Software (whether Open Source or otherwise) costs time and money to build. Some folks donate their time, some folks donate their money. Both are valid contributions to something which, at the end of the day, belongs to all of us. Thank the people making those contributions, don’t be a dick to them.

I love this quote from a Hacker News reader that really gets to the heart of the matter. From @jacobian: “There’s this attitude in the open source world that somehow developers getting directly paid for open source is evil. This is — excuse me — fucking bullshit. I can’t think of anything better than the idea of developers getting paid to write open source software. We need to grow the hell up and understand that paying developers to write open sourced software is a good thing — open source devs get money, and the community gets software.”

We’re only a small company, and we don’t contribute as much of our time or skills to Open Source as we would like, and for that we feel bad. But we can still contribute, and we can still make a big statement about how important it is to support Open Source in whatever way you can.

Bottom line: If you don’t think you should put money into an Open Source project – Don’t.
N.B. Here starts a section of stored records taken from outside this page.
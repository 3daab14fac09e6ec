//! Order types: sides, time-in-force, the order-kind union, and validation.

use super::ids::{OcoGroupId, OrderId};
use serde::{Deserialize, Serialize};
use thiserror::Error;

/// Which way the order trades.
#[derive(Debug, Clone, Copy, PartialEq, Eq, Serialize, Deserialize)]
pub enum OrderSide {
    Buy,
    Sell,
}

impl OrderSide {
    pub fn opposite(self) -> Self {
        match self {
            OrderSide::Buy => OrderSide::Sell,
            OrderSide::Sell => OrderSide::Buy,
        }
    }

    /// Sign convention for fill quantities: buy +1, sell -1.
    pub fn sign(self) -> f64 {
        match self {
            OrderSide::Buy => 1.0,
            OrderSide::Sell => -1.0,
        }
    }
}

/// Whether an unfilled order persists past the bar that evaluated it.
///
/// The bar model has no partial fills, so IOC, FOK, and DAY collapse to the
/// same behavior: cancel if the bar did not fill the order.
#[derive(Debug, Clone, Copy, PartialEq, Eq, Serialize, Deserialize)]
pub enum TimeInForce {
    /// Good-till-cancel: stays working until filled or cancelled.
    Gtc,
    /// Immediate-or-cancel.
    Ioc,
    /// Fill-or-kill.
    Fok,
    /// Day order.
    Day,
}

impl TimeInForce {
    /// True for the TIFs that cancel when a bar leaves the order unfilled.
    pub fn cancels_if_unfilled(self) -> bool {
        !matches!(self, TimeInForce::Gtc)
    }
}

/// Trailing distance: a fixed price amount or a fraction of the anchor.
///
/// Exactly one form exists per trailing order; the "both or neither"
/// misconfiguration is unrepresentable here and surfaces as
/// [`OrderError::TrailingParams`] at construction from raw parameters.
#[derive(Debug, Clone, Copy, PartialEq, Serialize, Deserialize)]
pub enum TrailBy {
    /// Absolute price distance from the anchor.
    Amount(f64),
    /// Fraction of the anchor, in (0, 1).
    Percent(f64),
}

impl TrailBy {
    /// Build from the raw optional-parameter form used by bracket construction.
    pub fn from_params(amount: Option<f64>, percent: Option<f64>) -> Result<Self, OrderError> {
        match (amount, percent) {
            (Some(a), None) => {
                if a.is_finite() && a > 0.0 {
                    Ok(TrailBy::Amount(a))
                } else {
                    Err(OrderError::InvalidTrailAmount(a))
                }
            }
            (None, Some(p)) => {
                if p.is_finite() && p > 0.0 && p < 1.0 {
                    Ok(TrailBy::Percent(p))
                } else {
                    Err(OrderError::InvalidTrailPercent(p))
                }
            }
            _ => Err(OrderError::TrailingParams),
        }
    }
}

/// What kind of order and its price parameters.
///
/// The trailing anchor lives inside the order value itself: the peak (for a
/// long exit, i.e. a sell) or trough (for a short exit, i.e. a buy) seen
/// since submission. It is the only mutable part of a working order, and it
/// moves only in the protective direction.
#[derive(Debug, Clone, PartialEq, Serialize, Deserialize)]
pub enum OrderKind {
    /// Fill at the evaluation bar's open.
    Market,
    /// Fill at exactly the limit price when the bar range touches it.
    Limit { limit_price: f64 },
    /// Trigger on the stop level, then fill as a gapped market order.
    Stop { stop_price: f64 },
    /// Trigger on the stop level, fill only if the limit also holds that bar.
    StopLimit { stop_price: f64, limit_price: f64 },
    /// Protective exit trailing the best price seen since submission.
    TrailingStop { trail: TrailBy, anchor: Option<f64> },
}

/// Errors from order construction and validation.
///
/// Construction errors are fatal to the submitting call and are never
/// silently coerced.
#[derive(Debug, Error, PartialEq)]
pub enum OrderError {
    #[error("order quantity must be positive and finite, got {0}")]
    InvalidQuantity(f64),

    #[error("order price must be positive and finite, got {0}")]
    InvalidPrice(f64),

    #[error("trail amount must be positive and finite, got {0}")]
    InvalidTrailAmount(f64),

    #[error("trail percent must be in (0, 1), got {0}")]
    InvalidTrailPercent(f64),

    #[error("trailing stop requires exactly one of trail amount or trail percent")]
    TrailingParams,

    #[error("trailing stop orders must be good-till-cancel")]
    TrailingTif,
}

/// A single order.
///
/// Exclusively owned by the paper book while working; removed (not mutated)
/// once filled or cancelled. The trailing anchor inside `kind` is the only
/// field the book mutates in place.
#[derive(Debug, Clone, PartialEq, Serialize, Deserialize)]
pub struct Order {
    /// Assigned by the book at submission; zero until then.
    pub id: OrderId,
    pub symbol: String,
    pub side: OrderSide,
    pub quantity: f64,
    pub kind: OrderKind,
    pub tif: TimeInForce,
    /// Bracket entry this order protects, if any.
    pub parent_id: Option<OrderId>,
    /// OCO group this order belongs to, if any.
    pub oco_group_id: Option<OcoGroupId>,
    /// Bar sequence at which a staged bracket child became working.
    /// Children activated during bar T are not eligible for fill until T+1.
    pub activated_seq: Option<u64>,
}

impl Order {
    pub fn new(symbol: impl Into<String>, side: OrderSide, quantity: f64, kind: OrderKind) -> Self {
        Self {
            id: OrderId(0),
            symbol: symbol.into(),
            side,
            quantity,
            kind,
            tif: TimeInForce::Gtc,
            parent_id: None,
            oco_group_id: None,
            activated_seq: None,
        }
    }

    pub fn with_tif(mut self, tif: TimeInForce) -> Self {
        self.tif = tif;
        self
    }

    /// Validate construction invariants.
    ///
    /// Price parameters must be finite and positive, quantity positive, and
    /// trailing orders good-till-cancel (a cancel-if-unfilled trailing order
    /// would die on its first bar by construction).
    pub fn validate(&self) -> Result<(), OrderError> {
        if !self.quantity.is_finite() || self.quantity <= 0.0 {
            return Err(OrderError::InvalidQuantity(self.quantity));
        }
        let check_price = |p: f64| {
            if p.is_finite() && p > 0.0 {
                Ok(())
            } else {
                Err(OrderError::InvalidPrice(p))
            }
        };
        match &self.kind {
            OrderKind::Market => Ok(()),
            OrderKind::Limit { limit_price } => check_price(*limit_price),
            OrderKind::Stop { stop_price } => check_price(*stop_price),
            OrderKind::StopLimit {
                stop_price,
                limit_price,
            } => {
                check_price(*stop_price)?;
                check_price(*limit_price)
            }
            OrderKind::TrailingStop { trail, .. } => {
                match *trail {
                    TrailBy::Amount(a) => {
                        if !a.is_finite() || a <= 0.0 {
                            return Err(OrderError::InvalidTrailAmount(a));
                        }
                    }
                    TrailBy::Percent(p) => {
                        if !p.is_finite() || p <= 0.0 || p >= 1.0 {
                            return Err(OrderError::InvalidTrailPercent(p));
                        }
                    }
                }
                if self.tif.cancels_if_unfilled() {
                    return Err(OrderError::TrailingTif);
                }
                Ok(())
            }
        }
    }
}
If you think Rails.app is a bad idea – Don’t install it.

BugHerd is proud to be tipping in $10,000 to Rails.app, not only because we believe strongly in the app itself, the developer and the way he is funding it, but because we believe that being a jerk doesn’t help anyone get anything done. Every effort on every project is worth supporting even if you won’t use the resulting software. We believe that efforts like Rails.app are going to become more and more common, and we think it’s a good thing.